小惑星にも型がある
小惑星は、基本的に石や岩、砂などでできています。しかし、実際にその物質を持ち帰ってきたという例はまだありません(「はやぶさ」がその最初の例となりましたが、微粒子まででした)。従って、表面が本当はどのような物質でできているのかを知るための主な方法は、小惑星からやってくる光を分光し(スペクトルをとり)、その光の様子から物質を推定するという方法です。
光には様々な波長(端的にいってしまえば色ですが、目に見えない紫外線や赤外線などもあります)があります。私たちが小惑星をみることができるのは、太陽からの光が小惑星に当たり、地球へとやってくるからですが、その光には、小惑星の表面の物質に固有の波長の光が含まれています。
光を波長ごとに分解することにより、どのような波長の光が多いか、あるいは少ないかということを調べ、おおもとの物質を推定することができます。その際の波長と強さの関係のことをスペクトルといいます。
小惑星についてもこれまでに多くのスペクトルが得られ、その形から、小惑星がいくつかの型に分類できることがわかっています。
代表的なスペクトル型としては、S型、V型、C型などがあります。実はこれらのスペクトル型は、いん石との対応がつけられることがわかっています。例えば、S型小惑星のスペクトル型は、いん石の中でも比較的普通にみつかる普通コンドライトと呼ばれるいん石との対応があり、V型小惑星の場合にはエコンドライトと呼ばれるいん石、またC型小惑星は、ときに有機物や揮発性物質(水など)を含み、始原的(昔の姿を残している)とされるいん石である炭素質コンドライトと似ているといわれています。
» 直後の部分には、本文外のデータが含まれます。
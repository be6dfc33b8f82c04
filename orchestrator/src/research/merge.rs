use chrono::NaiveDateTime;
use std::cmp::Ordering;
use std::collections::HashSet;
use tracing::debug;

use crate::config::ResearchSettings;
use crate::error::ResearchError;
use crate::models::{EvidenceMeta, ScoredCandidate, SearchPlan, SearchSummary, SourceItem};
use crate::research::dates;
use crate::research::scoring::{host_of, window_from_timeframe, RelevanceScorer};

const UNTITLED: &str = "Untitled";

/// Flattens, dedupes and ranks sources across all search summaries.
#[derive(Debug, Clone)]
pub struct SourceMerger {
    scorer: RelevanceScorer,
    max_sources: usize,
    regulator_domains: Vec<String>,
    independent_domains: Vec<String>,
}

impl SourceMerger {
    pub fn new(settings: &ResearchSettings) -> Self {
        Self {
            scorer: RelevanceScorer::new(settings),
            max_sources: settings.max_sources,
            regulator_domains: lowercase_all(&settings.regulator_domains),
            independent_domains: lowercase_all(&settings.independent_domains),
        }
    }

    /// Returns the top `max_sources` candidates and the evidence flags over them.
    ///
    /// On a URL collision the first-seen title and date win.
    pub fn merge(
        &self,
        plan: &SearchPlan,
        summaries: &[SearchSummary],
        now: NaiveDateTime,
    ) -> (Vec<ScoredCandidate>, EvidenceMeta) {
        let topic = plan.resolved_topic.as_str();
        let window = window_from_timeframe(&plan.timeframe);

        let mut seen = HashSet::new();
        let mut candidates = Vec::new();

        for source in summaries.iter().flat_map(|s| s.sources.iter()) {
            let source = match validate(source) {
                Ok(source) => source,
                Err(err) => {
                    debug!(error = %err, "Skipping source");
                    continue;
                }
            };
            let url = source.url.trim().to_string();
            if !seen.insert(url.clone()) {
                continue;
            }

            let title = if source.title.trim().is_empty() {
                UNTITLED.to_string()
            } else {
                source.title.clone()
            };
            let date = source.date.clone().unwrap_or_default();
            let published = dates::normalize(Some(&date));
            let score = self.scorer.score(topic, &title, &url, published, window, now);

            candidates.push(ScoredCandidate {
                title,
                url,
                date,
                published,
                score,
            });
        }

        // Score first, recency breaks ties; undated sorts as oldest.
        candidates.sort_by(|a, b| {
            b.score
                .total_cmp(&a.score)
                .then_with(|| cmp_published(b.published, a.published))
        });
        candidates.truncate(self.max_sources);

        let meta = EvidenceMeta {
            has_official: candidates.iter().any(|c| self.is_official(&c.url, topic)),
            has_independent: candidates.iter().any(|c| self.is_independent(&c.url)),
        };

        (candidates, meta)
    }

    /// Regulator domain, investor-relations host, or the company's own domain.
    pub fn is_official(&self, url: &str, topic: &str) -> bool {
        let Some(host) = host_of(url) else {
            return false;
        };
        if self.regulator_domains.iter().any(|d| host.ends_with(d.as_str())) {
            return true;
        }
        if host.contains("investor") || host.contains("ir.") {
            return true;
        }
        let compact: String = topic
            .chars()
            .filter(|c| !c.is_whitespace())
            .collect::<String>()
            .to_lowercase();
        !compact.is_empty() && host.contains(&compact)
    }

    pub fn is_independent(&self, url: &str) -> bool {
        host_of(url)
            .map(|host| self.independent_domains.iter().any(|d| host.ends_with(d.as_str())))
            .unwrap_or(false)
    }
}

fn validate(source: &SourceItem) -> Result<&SourceItem, ResearchError> {
    if source.url.trim().is_empty() {
        return Err(ResearchError::MergeInput(format!(
            "source '{}' has no URL",
            source.title
        )));
    }
    Ok(source)
}

fn cmp_published(a: Option<NaiveDateTime>, b: Option<NaiveDateTime>) -> Ordering {
    match (a, b) {
        (Some(a), Some(b)) => a.cmp(&b),
        (Some(_), None) => Ordering::Greater,
        (None, Some(_)) => Ordering::Less,
        (None, None) => Ordering::Equal,
    }
}

fn lowercase_all(items: &[String]) -> Vec<String> {
    items.iter().map(|d| d.to_lowercase()).collect()
}
use tracing::{error, info};
use warp::{Rejection, Reply};

use super::AppState;
use crate::emailer::{send_brief, EmailError};
use crate::error::ApiError;
use crate::models::{EmailRequest, EmailResponse};

pub async fn handle_email(request: EmailRequest, state: AppState) -> Result<impl Reply, Rejection> {
    info!("Emailing brief on '{}'", request.topic);

    match send_brief(&state.smtp, &request.topic, &request.markdown, &request.to).await {
        Ok(()) => Ok(warp::reply::json(&EmailResponse {
            sent: true,
            message: "✅ Email sent!".to_string(),
        })),
        Err(e @ (EmailError::EmptyBrief | EmailError::InvalidAddress | EmailError::DisposableDomain)) => {
            Err(warp::reject::custom(ApiError::BadRequest(e.to_string())))
        }
        Err(e) => {
            error!("Failed to send email: {}", e);
            Err(warp::reject::custom(ApiError::EmailError(e.to_string())))
        }
    }
}
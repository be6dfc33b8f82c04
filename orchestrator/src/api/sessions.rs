use tracing::info;
use warp::{Rejection, Reply};

use crate::models::SessionResponse;
use crate::sessions::new_session_id;

pub async fn handle_new_session() -> Result<impl Reply, Rejection> {
    let session_id = new_session_id();
    info!("Issued session {}", session_id);
    Ok(warp::reply::json(&SessionResponse { session_id }))
}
ただここで気をつけなければいけないのは、スペクトルが似ているとはいっても、すぐに小惑星といん石とを結びつけることができないということです。小惑星の物質そのものを私たちはまだ手にしているわけではないので、あくまで「いん石と小惑星のスペクトルが似ているので、似たようなものでできているのではないか」という推定しかできないのです。
小惑星のサンプルを実際に持ち帰り、いん石と比較したり、詳細なスペクトルデータをとることで、いん石と小惑星との関係をよりはっきりと知ることができ、ひいては太陽系の小天体についてより深い理解ができるようになります。「はやぶさ」や「はやぶさ2」、オサイレス・レックス(オシリス・レックス)が小惑星のサンプルを持ち帰ることは、このように、太陽系を知るという意味で大きな意義があるのです。
太陽系の過去を秘めた小惑星
小惑星を調べる意義にはもう1つ、太陽系の過去を知るということがあります。
天体は大きくなればなるほど、それ自身が持つ熱のために内部が溶け、均一になってしまいます。それは、天体の物質の中にわずかに含まれる放射性物質が崩壊する際に出てくるエネルギーや、小さな物質が集まって天体となるときに落下してくることで生まれる重力エネルギーなどがあります。いずれにしても、一般的には大きな天体ほど大量のエネルギーを持ち、活発に活動します。
例えば、月は近い段階でも20億年ほど前には火山活動が止まったとみられていますが、地球ではいまでも火山が噴火し、地震が起き、プレートが移動しています。月よりはるかに大きい地球には内部に大量のエネルギーがあることは明らかです。一方、その内部はどろどろに溶けているとみられており、また地球が誕生した際には表面まで溶けたと考えられています。従って、地球が誕生したときの物質を地球上で探すということはほぼ不可能です。
さて、小惑星は月よりもはるかに小さい天体です。従って、地球のようにまるごと溶けたということはないとみられています。そのため、太陽系ができたときから、そのままの姿を保っているのではないかとみられています。小惑星は、いわば太陽系ができたときの状態をそのまま保存している、「太陽系の化石」ともいえる存在なのです。(注)
小惑星がどのような物質、さらにいえば鉱物や岩石でできているかを調べることができれば、太陽系ができたときにどのような物質があったのかを知ることができ、太陽系の起源、さらには地球の起源にも大きな手がかりをもたらします。小惑星探査はこのような意味でも重要なのです。